Exercise prompt: With no edits of any kind, print each record that follows.

[Dataset entries]
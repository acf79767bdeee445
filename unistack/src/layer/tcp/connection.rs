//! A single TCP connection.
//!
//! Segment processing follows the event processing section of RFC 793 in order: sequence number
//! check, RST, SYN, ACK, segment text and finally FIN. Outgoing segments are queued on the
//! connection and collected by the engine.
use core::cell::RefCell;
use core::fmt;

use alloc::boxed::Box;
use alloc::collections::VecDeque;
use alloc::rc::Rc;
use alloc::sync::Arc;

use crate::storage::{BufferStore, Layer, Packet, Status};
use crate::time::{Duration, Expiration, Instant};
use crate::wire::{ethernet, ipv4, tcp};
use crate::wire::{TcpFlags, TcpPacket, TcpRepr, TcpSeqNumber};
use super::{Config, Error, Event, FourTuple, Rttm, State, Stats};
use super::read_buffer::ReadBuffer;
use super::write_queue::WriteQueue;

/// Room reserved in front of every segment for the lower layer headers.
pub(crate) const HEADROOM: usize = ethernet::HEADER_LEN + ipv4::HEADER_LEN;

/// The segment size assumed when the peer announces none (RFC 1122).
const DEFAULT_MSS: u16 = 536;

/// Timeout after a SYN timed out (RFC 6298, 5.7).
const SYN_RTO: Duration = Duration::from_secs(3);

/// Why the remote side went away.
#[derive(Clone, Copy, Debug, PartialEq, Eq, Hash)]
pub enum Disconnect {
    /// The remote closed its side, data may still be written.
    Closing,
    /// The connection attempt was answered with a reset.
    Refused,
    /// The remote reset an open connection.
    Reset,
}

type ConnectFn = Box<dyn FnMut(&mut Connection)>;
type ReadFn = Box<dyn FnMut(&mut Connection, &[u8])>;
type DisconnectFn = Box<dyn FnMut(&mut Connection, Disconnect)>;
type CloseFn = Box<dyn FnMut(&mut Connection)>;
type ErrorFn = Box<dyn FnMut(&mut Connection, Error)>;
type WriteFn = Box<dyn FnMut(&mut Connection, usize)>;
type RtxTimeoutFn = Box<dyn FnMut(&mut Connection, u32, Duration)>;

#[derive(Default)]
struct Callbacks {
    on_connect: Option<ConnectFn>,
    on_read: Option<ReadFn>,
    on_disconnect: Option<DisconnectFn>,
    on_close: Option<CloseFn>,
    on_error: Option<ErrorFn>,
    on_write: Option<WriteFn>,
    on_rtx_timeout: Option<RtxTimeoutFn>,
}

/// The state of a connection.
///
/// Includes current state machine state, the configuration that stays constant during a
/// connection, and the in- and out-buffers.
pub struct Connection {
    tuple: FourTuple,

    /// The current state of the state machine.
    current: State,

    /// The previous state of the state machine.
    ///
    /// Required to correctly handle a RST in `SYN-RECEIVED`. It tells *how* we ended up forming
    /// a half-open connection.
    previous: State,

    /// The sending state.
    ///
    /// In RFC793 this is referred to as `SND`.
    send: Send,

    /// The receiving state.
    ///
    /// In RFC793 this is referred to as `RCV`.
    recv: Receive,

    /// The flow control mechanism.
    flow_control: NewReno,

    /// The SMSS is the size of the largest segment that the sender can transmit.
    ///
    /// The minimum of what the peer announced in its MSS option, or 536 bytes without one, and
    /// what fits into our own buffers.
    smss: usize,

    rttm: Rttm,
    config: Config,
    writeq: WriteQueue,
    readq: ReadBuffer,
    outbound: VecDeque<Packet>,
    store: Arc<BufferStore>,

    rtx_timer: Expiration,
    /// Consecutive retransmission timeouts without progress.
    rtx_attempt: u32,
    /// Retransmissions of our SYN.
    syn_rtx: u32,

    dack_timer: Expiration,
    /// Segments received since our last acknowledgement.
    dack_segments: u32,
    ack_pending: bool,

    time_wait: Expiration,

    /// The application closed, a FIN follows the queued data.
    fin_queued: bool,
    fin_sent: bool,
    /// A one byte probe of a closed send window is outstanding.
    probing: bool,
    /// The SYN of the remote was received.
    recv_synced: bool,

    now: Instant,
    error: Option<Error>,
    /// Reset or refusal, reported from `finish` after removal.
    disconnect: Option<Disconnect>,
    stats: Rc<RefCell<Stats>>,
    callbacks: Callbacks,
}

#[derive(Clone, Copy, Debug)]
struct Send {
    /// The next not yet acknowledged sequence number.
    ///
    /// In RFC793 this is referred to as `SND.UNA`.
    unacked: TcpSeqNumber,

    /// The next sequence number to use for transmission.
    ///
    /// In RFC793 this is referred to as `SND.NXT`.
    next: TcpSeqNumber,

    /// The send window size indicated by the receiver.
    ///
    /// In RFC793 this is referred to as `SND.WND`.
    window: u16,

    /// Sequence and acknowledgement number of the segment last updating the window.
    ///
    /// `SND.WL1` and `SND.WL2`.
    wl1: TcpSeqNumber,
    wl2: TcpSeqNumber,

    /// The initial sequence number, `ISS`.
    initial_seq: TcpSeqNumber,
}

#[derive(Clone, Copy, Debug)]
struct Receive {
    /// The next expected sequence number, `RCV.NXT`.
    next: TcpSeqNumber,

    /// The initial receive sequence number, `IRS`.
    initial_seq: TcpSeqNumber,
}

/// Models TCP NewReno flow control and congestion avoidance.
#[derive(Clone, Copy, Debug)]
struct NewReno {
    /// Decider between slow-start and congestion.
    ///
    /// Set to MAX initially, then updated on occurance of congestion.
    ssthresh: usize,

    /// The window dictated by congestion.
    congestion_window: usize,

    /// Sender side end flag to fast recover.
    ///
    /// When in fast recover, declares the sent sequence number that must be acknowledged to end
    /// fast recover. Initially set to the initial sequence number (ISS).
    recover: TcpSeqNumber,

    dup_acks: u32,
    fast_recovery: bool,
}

Written solution:
repository acf79767bdeee445
filename unistack/src/layer/tcp/connection.rs
//! A single TCP connection.
//!
//! Segment processing follows the event processing section of RFC 793 in order: sequence number
//! check, RST, SYN, ACK, segment text and finally FIN. Outgoing segments are queued on the
//! connection and collected by the engine.
use core::cell::RefCell;
use core::fmt;

use alloc::boxed::Box;
use alloc::collections::VecDeque;
use alloc::rc::Rc;
use alloc::sync::Arc;

use crate::storage::{BufferStore, Layer, Packet, Status};
use crate::time::{Duration, Expiration, Instant};
use crate::wire::{ethernet, ipv4, tcp};
use crate::wire::{TcpFlags, TcpPacket, TcpRepr, TcpSeqNumber};
use super::{Config, Error, Event, FourTuple, Rttm, State, Stats};
use super::read_buffer::ReadBuffer;
use super::write_queue::WriteQueue;

/// Room reserved in front of every segment for the lower layer headers.
pub(crate) const HEADROOM: usize = ethernet::HEADER_LEN + ipv4::HEADER_LEN;

/// The segment size assumed when the peer announces none (RFC 1122).
const DEFAULT_MSS: u16 = 536;

/// Timeout after a SYN timed out (RFC 6298, 5.7).
const SYN_RTO: Duration = Duration::from_secs(3);

/// Why the remote side went away.
#[derive(Clone, Copy, Debug, PartialEq, Eq, Hash)]
pub enum Disconnect {
    /// The remote closed its side, data may still be written.
    Closing,
    /// The connection attempt was answered with a reset.
    Refused,
    /// The remote reset an open connection.
    Reset,
}

type ConnectFn = Box<dyn FnMut(&mut Connection)>;
type ReadFn = Box<dyn FnMut(&mut Connection, &[u8])>;
type DisconnectFn = Box<dyn FnMut(&mut Connection, Disconnect)>;
type CloseFn = Box<dyn FnMut(&mut Connection)>;
type ErrorFn = Box<dyn FnMut(&mut Connection, Error)>;
type WriteFn = Box<dyn FnMut(&mut Connection, usize)>;
type RtxTimeoutFn = Box<dyn FnMut(&mut Connection, u32, Duration)>;

#[derive(Default)]
struct Callbacks {
    on_connect: Option<ConnectFn>,
    on_read: Option<ReadFn>,
    on_disconnect: Option<DisconnectFn>,
    on_close: Option<CloseFn>,
    on_error: Option<ErrorFn>,
    on_write: Option<WriteFn>,
    on_rtx_timeout: Option<RtxTimeoutFn>,
}

/// The state of a connection.
///
/// Includes current state machine state, the configuration that stays constant during a
/// connection, and the in- and out-buffers.
pub struct Connection {
    tuple: FourTuple,

    /// The current state of the state machine.
    current: State,

    /// The previous state of the state machine.
    ///
    /// Required to correctly handle a RST in `SYN-RECEIVED`. It tells *how* we ended up forming
    /// a half-open connection.
    previous: State,

    /// The sending state.
    ///
    /// In RFC793 this is referred to as `SND`.
    send: Send,

    /// The receiving state.
    ///
    /// In RFC793 this is referred to as `RCV`.
    recv: Receive,

    /// The flow control mechanism.
    flow_control: NewReno,

    /// The SMSS is the size of the largest segment that the sender can transmit.
    ///
    /// The minimum of what the peer announced in its MSS option, or 536 bytes without one, and
    /// what fits into our own buffers.
    smss: usize,

    rttm: Rttm,
    config: Config,
    writeq: WriteQueue,
    readq: ReadBuffer,
    outbound: VecDeque<Packet>,
    store: Arc<BufferStore>,

    rtx_timer: Expiration,
    /// Consecutive retransmission timeouts without progress.
    rtx_attempt: u32,
    /// Retransmissions of our SYN.
    syn_rtx: u32,

    dack_timer: Expiration,
    /// Segments received since our last acknowledgement.
    dack_segments: u32,
    ack_pending: bool,

    time_wait: Expiration,

    /// The application closed, a FIN follows the queued data.
    fin_queued: bool,
    fin_sent: bool,
    /// A one byte probe of a closed send window is outstanding.
    probing: bool,
    /// The SYN of the remote was received.
    recv_synced: bool,

    now: Instant,
    error: Option<Error>,
    /// Reset or refusal, reported from `finish` after removal.
    disconnect: Option<Disconnect>,
    stats: Rc<RefCell<Stats>>,
    callbacks: Callbacks,
}

#[derive(Clone, Copy, Debug)]
struct Send {
    /// The next not yet acknowledged sequence number.
    ///
    /// In RFC793 this is referred to as `SND.UNA`.
    unacked: TcpSeqNumber,

    /// The next sequence number to use for transmission.
    ///
    /// In RFC793 this is referred to as `SND.NXT`.
    next: TcpSeqNumber,

    /// The send window size indicated by the receiver.
    ///
    /// In RFC793 this is referred to as `SND.WND`.
    window: u16,

    /// Sequence and acknowledgement number of the segment last updating the window.
    ///
    /// `SND.WL1` and `SND.WL2`.
    wl1: TcpSeqNumber,
    wl2: TcpSeqNumber,

    /// The initial sequence number, `ISS`.
    initial_seq: TcpSeqNumber,
}

#[derive(Clone, Copy, Debug)]
struct Receive {
    /// The next expected sequence number, `RCV.NXT`.
    next: TcpSeqNumber,

    /// The initial receive sequence number, `IRS`.
    initial_seq: TcpSeqNumber,
}

/// Models TCP NewReno flow control and congestion avoidance.
#[derive(Clone, Copy, Debug)]
struct NewReno {
    /// Decider between slow-start and congestion.
    ///
    /// Set to MAX initially, then updated on occurance of congestion.
    ssthresh: usize,

    /// The window dictated by congestion.
    congestion_window: usize,

    /// Sender side end flag to fast recover.
    ///
    /// When in fast recover, declares the sent sequence number that must be acknowledged to end
    /// fast recover. Initially set to the initial sequence number (ISS).
    recover: TcpSeqNumber,

    dup_acks: u32,
    fast_recovery: bool,
}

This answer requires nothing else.